CSF—an important diagnostic tool

To gain access to the CSF, a lumbar puncture (LP) can be performed quickly and at a relatively low risk [20] compared to a much more invasive brain biopsy. While the first reported LPs were performed already in the 19th century by Quincke and Essex [21], this technique still constitutes an essential diagnostic procedure in clinical neurology in most countries. However, in clinical neurology in most centers worldwide, CSF analysis remains limited to classification of CSF cells into basic hematopoietic lineages, quantification of protein, lactate, and glucose, calculating the CSF/serum quotient of albumin and immunoglobulins and testing for the synthesis of oligoclonal immunoglobulins in the CSF. Despite modern high-resolution imaging techniques, CSF analysis remains indispensable in clinical neurology in the diagnosis of common neurologic diseases, including meningitis, encephalitis leptomeningeal metastases, and small subarachnoid hemorrhage [22]. In multiple sclerosis (MS), the most common neuroinflammatory disorder of the CNS, the synthesis of oligoclonal immunoglobulins in the CSF has been included in the latest revision of the MS diagnostic criteria [23]. This shows that CSF analysis remains an important tool in modern clinical neurology. However, we believe that the potential of the CSF could be exploited to a far greater extent by performing higher-dimensional analyses of the CSF.
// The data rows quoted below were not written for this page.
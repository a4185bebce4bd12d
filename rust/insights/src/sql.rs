//! SQL fragments with positional binds, and the dialect differences between
//! the supported stores.
//!
//! Builders always emit `?` placeholders; [`Dialect::render_placeholders`]
//! translates them right before execution.

use serde::Serialize;

#[derive(Debug, Clone, PartialEq, Serialize)]
#[serde(tag = "t", content = "v", rename_all = "snake_case")]
pub enum BindParam {
    Text(String),
    Int(i64),
    Float(f64),
    Bool(bool),
}

/// A piece of SQL together with the binds for the placeholders it contains,
/// in textual order.
#[derive(Debug, Clone, Default, PartialEq)]
pub struct Fragment {
    sql: String,
    binds: Vec<BindParam>,
}

impl Fragment {
    pub fn raw(sql: impl Into<String>) -> Self {
        Self {
            sql: sql.into(),
            binds: Vec::new(),
        }
    }

    pub fn bound(sql: impl Into<String>, binds: Vec<BindParam>) -> Self {
        let sql = sql.into();
        debug_assert_eq!(
            sql.matches('?').count(),
            binds.len(),
            "placeholder/bind mismatch in {sql}"
        );
        Self { sql, binds }
    }

    pub fn always_true() -> Self {
        Self::raw("1=1")
    }

    pub fn always_false() -> Self {
        Self::raw("1=0")
    }

    pub fn push_sql(&mut self, sql: &str) {
        self.sql.push_str(sql);
    }

    pub fn push(&mut self, other: Fragment) {
        self.sql.push_str(&other.sql);
        self.binds.extend(other.binds);
    }

    pub fn join<I>(parts: I, separator: &str) -> Fragment
    where
        I: IntoIterator<Item = Fragment>,
    {
        let mut joined = Fragment::default();
        for (index, part) in parts.into_iter().enumerate() {
            if index > 0 {
                joined.push_sql(separator);
            }
            joined.push(part);
        }
        joined
    }

    /// Joins predicates with `AND`, parenthesizing each one. An empty input
    /// yields `1=1`.
    pub fn and_all<I>(parts: I) -> Fragment
    where
        I: IntoIterator<Item = Fragment>,
    {
        let parts: Vec<_> = parts.into_iter().map(|part| part.wrap("(", ")")).collect();
        if parts.is_empty() {
            return Fragment::always_true();
        }
        Fragment::join(parts, " AND ")
    }

    pub fn wrap(self, prefix: &str, suffix: &str) -> Fragment {
        let mut wrapped = Fragment::raw(prefix);
        wrapped.push(self);
        wrapped.push_sql(suffix);
        wrapped
    }

    pub fn sql(&self) -> &str {
        &self.sql
    }

    pub fn binds(&self) -> &[BindParam] {
        &self.binds
    }

    pub fn is_empty(&self) -> bool {
        self.sql.is_empty()
    }

    pub fn into_statement(self) -> Statement {
        Statement {
            sql: self.sql,
            params: self.binds,
        }
    }
}

/// A complete, self-contained read-only statement.
#[derive(Debug, Clone, PartialEq, Serialize)]
pub struct Statement {
    pub sql: String,
    pub params: Vec<BindParam>,
}

#[derive(Debug, Clone, Copy, PartialEq, Eq, Serialize)]
#[serde(rename_all = "snake_case")]
pub enum Dialect {
    Postgres,
    Sqlite,
}

impl Dialect {
    pub fn render_placeholders(self, sql: &str) -> String {
        match self {
            Dialect::Postgres => rewrite_placeholders(sql),
            Dialect::Sqlite => sql.to_string(),
        }
    }

    /// Case-insensitive pattern match operator.
    pub fn pattern_operator(self) -> &'static str {
        match self {
            Dialect::Postgres => "ILIKE",
            Dialect::Sqlite => "LIKE",
        }
    }

    pub fn cast_number(self, expr: &str) -> String {
        match self {
            Dialect::Postgres => format!("CAST({expr} AS double precision)"),
            Dialect::Sqlite => format!("CAST({expr} AS REAL)"),
        }
    }

    pub fn cast_timestamp(self, expr: &str) -> String {
        match self {
            Dialect::Postgres => format!("CAST({expr} AS timestamp)"),
            Dialect::Sqlite => format!("datetime({expr})"),
        }
    }

    pub fn cast_date(self, expr: &str) -> String {
        match self {
            Dialect::Postgres => format!("CAST({expr} AS date)"),
            Dialect::Sqlite => format!("date({expr})"),
        }
    }
}

fn rewrite_placeholders(sql: &str) -> String {
    let mut result = String::with_capacity(sql.len());
    let mut index = 1;
    let mut in_literal = false;
    for ch in sql.chars() {
        match ch {
            '\'' => {
                in_literal = !in_literal;
                result.push(ch);
            }
            '?' if !in_literal => {
                result.push('$');
                result.push_str(&index.to_string());
                index += 1;
            }
            _ => result.push(ch),
        }
    }
    result
}
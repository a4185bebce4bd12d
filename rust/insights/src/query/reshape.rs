//! Turns sparse aggregation rows into dense, ordered series.

use super::{
    group::{bucket_selections, GroupKey, GroupPlan, ProjectionExpr, GROUP_PREFIX},
    plan::QueryPlan,
};
use crate::{
    error::{Result, ServiceError},
    models::{Series, SeriesPoint},
    store::RawRow,
};
use serde_json::Value;
use std::collections::{BTreeMap, BTreeSet, HashMap, HashSet};

pub const NULL_LABEL: &str = "(null)";

/// Sort key of one group value within a combination. Custom buckets keep
/// their declaration order, raw values sort lexically.
#[derive(Debug, Clone, PartialEq, Eq, PartialOrd, Ord)]
enum KeyPart {
    Custom(usize),
    Raw(String),
}

struct Combination {
    labels: Vec<String>,
    /// Per metric: bucket date to summed value.
    values: Vec<HashMap<String, f64>>,
}

pub fn reshape(plan: &QueryPlan, rows: Vec<RawRow>) -> Result<Vec<Series>> {
    let null = Value::Null;
    let known_aliases: HashSet<&str> = plan
        .groups
        .iter()
        .flat_map(|group| &group.projections)
        .map(|projection| projection.alias.as_str())
        .collect();

    let mut dates: BTreeSet<String> = plan.buckets.iter().cloned().collect();
    let mut combinations: BTreeMap<Vec<KeyPart>, Combination> = BTreeMap::new();

    // Without raw groups every combination is known up front.
    if plan.groups.iter().all(GroupPlan::is_custom) {
        for selection in bucket_selections(&plan.groups) {
            let (key, labels): (Vec<KeyPart>, Vec<String>) = plan
                .groups
                .iter()
                .zip(selection)
                .filter_map(|(group, pinned)| {
                    let index = pinned?;
                    let label = group.projections.get(index)?.bucket_label()?;
                    Some((KeyPart::Custom(index), label))
                })
                .unzip();
            combinations.insert(
                key,
                Combination {
                    labels,
                    values: vec![HashMap::new(); plan.metrics.len()],
                },
            );
        }
    }

    for row in &rows {
        let Some(date) = row.get("date").and_then(label_of) else {
            continue;
        };

        for column in row.keys().filter(|key| key.starts_with(GROUP_PREFIX)) {
            let decodes = GroupKey::decode(column).is_some();
            if !decodes || !known_aliases.contains(column.as_str()) {
                return Err(ServiceError::Internal(anyhow::anyhow!(
                    "unexpected group column '{column}' in result"
                )));
            }
        }

        let per_group = plan
            .groups
            .iter()
            .map(|group| {
                group
                    .projections
                    .iter()
                    .enumerate()
                    .filter_map(|(index, projection)| {
                        let cell = row.get(projection.alias.as_str()).unwrap_or(&null);
                        match &projection.expr {
                            ProjectionExpr::Column => {
                                let label = label_of(cell).unwrap_or_else(|| NULL_LABEL.into());
                                Some((KeyPart::Raw(label.clone()), label))
                            }
                            ProjectionExpr::Bucket { .. } => is_flag_set(cell).then(|| {
                                (
                                    KeyPart::Custom(index),
                                    projection.bucket_label().unwrap_or_default(),
                                )
                            }),
                        }
                    })
                    .collect::<Vec<_>>()
            })
            .collect::<Vec<_>>();

        for combo in cartesian(&per_group) {
            let (key, labels): (Vec<KeyPart>, Vec<String>) = combo.into_iter().unzip();
            let entry = combinations.entry(key).or_insert_with(|| Combination {
                labels,
                values: vec![HashMap::new(); plan.metrics.len()],
            });
            for (metric_index, metric) in plan.metrics.iter().enumerate() {
                let value = row.get(metric.alias.as_str()).map(number_of).unwrap_or(0.0);
                *entry.values[metric_index].entry(date.clone()).or_insert(0.0) += value;
            }
        }
        dates.insert(date);
    }

    let mut series = Vec::with_capacity(plan.metrics.len() * combinations.len());
    for (metric_index, metric) in plan.metrics.iter().enumerate() {
        for combination in combinations.values() {
            let mut name = metric.alias.as_str().to_string();
            for label in &combination.labels {
                name.push('-');
                name.push_str(label);
            }
            let values = &combination.values[metric_index];
            let data = dates
                .iter()
                .map(|date| SeriesPoint {
                    date: date.clone(),
                    value: values.get(date).copied().unwrap_or(0.0),
                })
                .collect();
            series.push(Series { name, data });
        }
    }
    Ok(series)
}

fn cartesian(groups: &[Vec<(KeyPart, String)>]) -> Vec<Vec<(KeyPart, String)>> {
    groups.iter().fold(vec![Vec::new()], |acc, options| {
        acc.iter()
            .flat_map(|prefix| {
                options.iter().map(move |option| {
                    let mut next = prefix.clone();
                    next.push(option.clone());
                    next
                })
            })
            .collect()
    })
}

fn label_of(value: &Value) -> Option<String> {
    match value {
        Value::Null => None,
        Value::String(text) => Some(text.clone()),
        other => Some(other.to_string()),
    }
}

fn number_of(value: &Value) -> f64 {
    match value {
        Value::Number(number) => number.as_f64().unwrap_or(0.0),
        Value::String(text) => text.parse().unwrap_or(0.0),
        _ => 0.0,
    }
}

fn is_flag_set(value: &Value) -> bool {
    match value {
        Value::Number(number) => number.as_f64() == Some(1.0),
        Value::String(text) => text == "1",
        Value::Bool(flag) => *flag,
        _ => false,
    }
}

#[cfg(test)]
mod tests {
    use super::*;
    use crate::models::InsightQuery;
    use crate::query::plan::build_query_plan;
    use pretty_assertions::assert_eq;
    use serde_json::json;

    fn plan(metrics: Value, groups: Value) -> QueryPlan {
        let query: InsightQuery = serde_json::from_value(json!({
            "insightId": "site",
            "insightType": "internal",
            "time": {
                "startAt": "2025-08-01T00:00:00Z",
                "endAt": "2025-08-04T00:00:00Z",
                "unit": "day",
                "timezone": "UTC"
            },
            "metrics": metrics,
            "groups": groups
        }))
        .unwrap();
        build_query_plan(&query, 100).unwrap()
    }

    fn rows(values: Value) -> Vec<RawRow> {
        values
            .as_array()
            .unwrap()
            .iter()
            .map(|row| row.as_object().cloned().unwrap())
            .collect()
    }

    fn points(series: &Series) -> Vec<(&str, f64)> {
        series
            .data
            .iter()
            .map(|point| (point.date.as_str(), point.value))
            .collect()
    }

    #[test]
    fn fills_missing_buckets_with_zero() {
        let plan = plan(json!([{"name": "$all_event", "math": "events"}]), json!([]));
        let series = reshape(&plan, rows(json!([{"date": "2025-08-02", "$all_event": 4}]))).unwrap();
        assert_eq!(series.len(), 1);
        assert_eq!(series[0].name, "$all_event");
        assert_eq!(
            points(&series[0]),
            vec![("2025-08-01", 0.0), ("2025-08-02", 4.0), ("2025-08-03", 0.0)]
        );
    }

    #[test]
    fn every_metric_has_a_series_without_rows() {
        let plan = plan(
            json!([{"name": "a", "math": "events"}, {"name": "b", "math": "sessions"}]),
            json!([]),
        );
        let series = reshape(&plan, Vec::new()).unwrap();
        let names: Vec<_> = series.iter().map(|s| s.name.as_str()).collect();
        assert_eq!(names, vec!["a", "b"]);
        assert!(series.iter().all(|s| s.data.len() == 3));
    }

    #[test]
    fn raw_groups_split_and_sort_series() {
        let plan = plan(
            json!([{"name": "$all_event", "math": "events"}]),
            json!([{"value": "os", "type": "string"}, {"value": "country", "type": "string"}]),
        );
        let series = reshape(
            &plan,
            rows(json!([
                {"date": "2025-08-01", "$all_event": 2, "%os": "mac", "%country": "DE"},
                {"date": "2025-08-02", "$all_event": 1, "%os": "linux", "%country": null},
                {"date": "2025-08-03", "$all_event": 5, "%os": "mac", "%country": "DE"}
            ])),
        )
        .unwrap();
        let names: Vec<_> = series.iter().map(|s| s.name.as_str()).collect();
        assert_eq!(names, vec!["$all_event-linux-(null)", "$all_event-mac-DE"]);
        assert_eq!(
            points(&series[1]),
            vec![("2025-08-01", 2.0), ("2025-08-02", 0.0), ("2025-08-03", 5.0)]
        );
    }

    #[test]
    fn custom_buckets_follow_declaration_order() {
        let plan = plan(
            json!([{"name": "purchase", "math": "events"}]),
            json!([{
                "value": "amount",
                "type": "number",
                "customGroups": [
                    {"filterOperator": "less than", "filterValue": 10},
                    {"filterOperator": "greater than or equal", "filterValue": 10}
                ]
            }]),
        );
        let series = reshape(
            &plan,
            rows(json!([
                {"date": "2025-08-01", "purchase": 3, "%amount|less-than|10": 1, "%amount|greater-than-or-equal|10": 0},
                {"date": "2025-08-01", "purchase": 2, "%amount|less-than|10": 0, "%amount|greater-than-or-equal|10": 1},
                {"date": "2025-08-02", "purchase": 7, "%amount|less-than|10": 0, "%amount|greater-than-or-equal|10": 0}
            ])),
        )
        .unwrap();
        let names: Vec<_> = series.iter().map(|s| s.name.as_str()).collect();
        assert_eq!(
            names,
            vec![
                "purchase-less-than 10",
                "purchase-greater-than-or-equal 10"
            ]
        );
        assert_eq!(points(&series[0])[0], ("2025-08-01", 3.0));
        assert_eq!(points(&series[1])[0], ("2025-08-01", 2.0));
        assert_eq!(points(&series[1])[1], ("2025-08-02", 0.0));
    }

    #[test]
    fn custom_buckets_without_rows_still_have_series() {
        let plan = plan(
            json!([{"name": "$all_event", "math": "sessions"}]),
            json!([{
                "value": "url_path",
                "type": "string",
                "customGroups": [
                    {"filterOperator": "contains", "filterValue": "o"},
                    {"filterOperator": "contains", "filterValue": "c"}
                ]
            }]),
        );
        let series = reshape(&plan, Vec::new()).unwrap();
        let names: Vec<_> = series.iter().map(|s| s.name.as_str()).collect();
        assert_eq!(
            names,
            vec!["$all_event-contains o", "$all_event-contains c"]
        );
        assert!(series
            .iter()
            .all(|s| s.data.len() == 3 && s.data.iter().all(|p| p.value == 0.0)));
    }

    #[test]
    fn raw_groups_without_rows_have_no_series() {
        let plan = plan(
            json!([{"name": "$all_event", "math": "events"}]),
            json!([{"value": "os", "type": "string"}]),
        );
        assert!(reshape(&plan, Vec::new()).unwrap().is_empty());
    }

    #[test]
    fn unknown_group_columns_are_rejected() {
        let plan = plan(json!([{"name": "$all_event", "math": "events"}]), json!([]));
        let result = reshape(
            &plan,
            rows(json!([{"date": "2025-08-01", "$all_event": 1, "%stray": "x"}])),
        );
        assert!(matches!(result, Err(ServiceError::Internal(_))));
    }
}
Meninges and the CSF—neuroimmunological interface and gateway to the brain

Improved understanding of the CSF is immediately interconnected with a better understanding of the meninges since these fibrous membranes are filled with CSF and wrap the brain (Fig. 1). The meninges consist of three layers: the outer dura mater, the arachnoid mater, and the pia mater with the CSF located in the subarachnoid space. While traditionally the meninges were considered as inert fibrous membranes solely providing mechanical protection to the brain, several recent studies redefined the meninges as a pivotal site of immune cell residence [24]. In fact, meningeal immune cells likely provide immunological protection against infections. In a recent study, IgA+ plasma cells were detected adjacent to dural venous sinuses, protecting the brain from infection by entrapping pathogens [25]. This provides evidence that meningeal immune cells are vital to maintaining CNS health. Shortly afterwards, we and others identified the meninges, and specifically, the dura, as an unexpected site of B cells and B cell progenitors that are usually not found outside the bone marrow [26,27,28]. The meninges also host myeloid cells that do not originate from the blood [29]. This indicates that meningeal immunity is not only important, but also developmentally and phenotypically unique. Both myeloid and B cell lineage might either develop directly in the meninges, mainly the dura [26], or derive from the skull bone marrow and migrate to the meninges through specialized skull channels [27, 29] (Fig. 1). The verdict is still out on whether the influx from skull bone marrow vs. local development model is correct and both hypotheses are not necessarily mutually exclusive. Collectively, these studies identified CNS border compartments, particularly meninges, as a novel neuroimmunological interface with various immune cell populations and thus need to be viewed in conjunction with CSF immune cells.

Fig. 1
figure 1

High-dimensional analysis of the diseased CSF. A Schematic illustration of the brain parenchyma, the cerebrospinal fluid (CSF), the meninges, and the skull. Immune cells can migrate from the skull bone marrow through skull channels to the dura layer of the meninges, where they accumulate in the vicinity of dural sinuses. Main findings of single-cell transcriptomics studies of the CSF are visualized in the upper right, including cytotoxic T cells and clonal expansion of B and T cells in inflammatory diseases, cancer cells with iron-binding protein/protein and adhesion molecules in tumors, and clonally expanded T cell in neurodegenerative disorders (see Table 1 and main text for details). B Potential future applications. We envision that cell patterns and the transcriptomic profile of CSF single-cell analysis will be utilized in the future to train machine learning algorithms to predict the clinical outcome, support differential diagnosis and permit a personalized therapy.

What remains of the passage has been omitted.